Dataset entries:
=====
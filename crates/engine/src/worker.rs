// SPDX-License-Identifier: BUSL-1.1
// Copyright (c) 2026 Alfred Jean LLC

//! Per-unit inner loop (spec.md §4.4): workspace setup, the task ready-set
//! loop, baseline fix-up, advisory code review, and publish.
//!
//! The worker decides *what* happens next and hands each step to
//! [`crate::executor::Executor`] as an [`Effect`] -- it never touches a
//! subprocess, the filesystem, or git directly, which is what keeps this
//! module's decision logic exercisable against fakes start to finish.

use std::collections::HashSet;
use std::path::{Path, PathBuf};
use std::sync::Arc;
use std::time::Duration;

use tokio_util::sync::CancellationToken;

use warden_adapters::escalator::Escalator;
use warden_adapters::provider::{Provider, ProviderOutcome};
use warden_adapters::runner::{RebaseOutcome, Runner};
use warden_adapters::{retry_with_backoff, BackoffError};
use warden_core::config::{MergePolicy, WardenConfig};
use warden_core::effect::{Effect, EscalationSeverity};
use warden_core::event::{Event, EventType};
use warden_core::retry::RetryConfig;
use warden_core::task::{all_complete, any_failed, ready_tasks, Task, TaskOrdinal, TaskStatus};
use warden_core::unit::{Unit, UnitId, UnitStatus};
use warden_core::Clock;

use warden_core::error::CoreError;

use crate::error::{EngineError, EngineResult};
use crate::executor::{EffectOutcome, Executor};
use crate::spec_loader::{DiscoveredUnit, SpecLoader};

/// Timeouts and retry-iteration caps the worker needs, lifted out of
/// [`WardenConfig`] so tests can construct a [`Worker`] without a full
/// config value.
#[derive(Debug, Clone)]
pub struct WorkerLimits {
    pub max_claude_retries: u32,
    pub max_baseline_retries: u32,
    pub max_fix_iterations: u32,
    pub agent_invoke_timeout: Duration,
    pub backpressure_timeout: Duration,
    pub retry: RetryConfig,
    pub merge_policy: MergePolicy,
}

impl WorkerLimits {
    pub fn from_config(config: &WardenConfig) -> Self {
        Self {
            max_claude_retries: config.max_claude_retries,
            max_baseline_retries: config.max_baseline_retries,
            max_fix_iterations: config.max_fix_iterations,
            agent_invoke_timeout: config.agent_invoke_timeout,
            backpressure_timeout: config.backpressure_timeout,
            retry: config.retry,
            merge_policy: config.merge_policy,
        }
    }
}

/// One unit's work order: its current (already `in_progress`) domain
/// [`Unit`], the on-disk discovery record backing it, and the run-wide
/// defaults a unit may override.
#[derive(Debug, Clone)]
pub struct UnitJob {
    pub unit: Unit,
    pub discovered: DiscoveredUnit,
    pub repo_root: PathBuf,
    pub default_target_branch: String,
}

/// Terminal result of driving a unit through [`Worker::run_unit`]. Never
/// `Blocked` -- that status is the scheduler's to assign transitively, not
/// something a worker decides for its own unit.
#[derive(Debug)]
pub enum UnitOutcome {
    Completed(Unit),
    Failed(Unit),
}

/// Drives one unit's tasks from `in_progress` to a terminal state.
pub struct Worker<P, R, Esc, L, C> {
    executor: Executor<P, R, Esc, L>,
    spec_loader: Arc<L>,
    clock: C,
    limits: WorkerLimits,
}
=====
TASK INSTRUCTIONS:
With the first line of the records as the start and the line holding "use warden_adapters::escalator::Escalator;" as the end, please copy exactly those lines and no others.

RESULT FOR THIS EXERCISE:
filename crates/engine/src/worker.rs
// SPDX-License-Identifier: BUSL-1.1
// Copyright (c) 2026 Alfred Jean LLC

//! Per-unit inner loop (spec.md §4.4): workspace setup, the task ready-set
//! loop, baseline fix-up, advisory code review, and publish.
//!
//! The worker decides *what* happens next and hands each step to
//! [`crate::executor::Executor`] as an [`Effect`] -- it never touches a
//! subprocess, the filesystem, or git directly, which is what keeps this
//! module's decision logic exercisable against fakes start to finish.

use std::collections::HashSet;
use std::path::{Path, PathBuf};
use std::sync::Arc;
use std::time::Duration;

use tokio_util::sync::CancellationToken;

use warden_adapters::escalator::Escalator;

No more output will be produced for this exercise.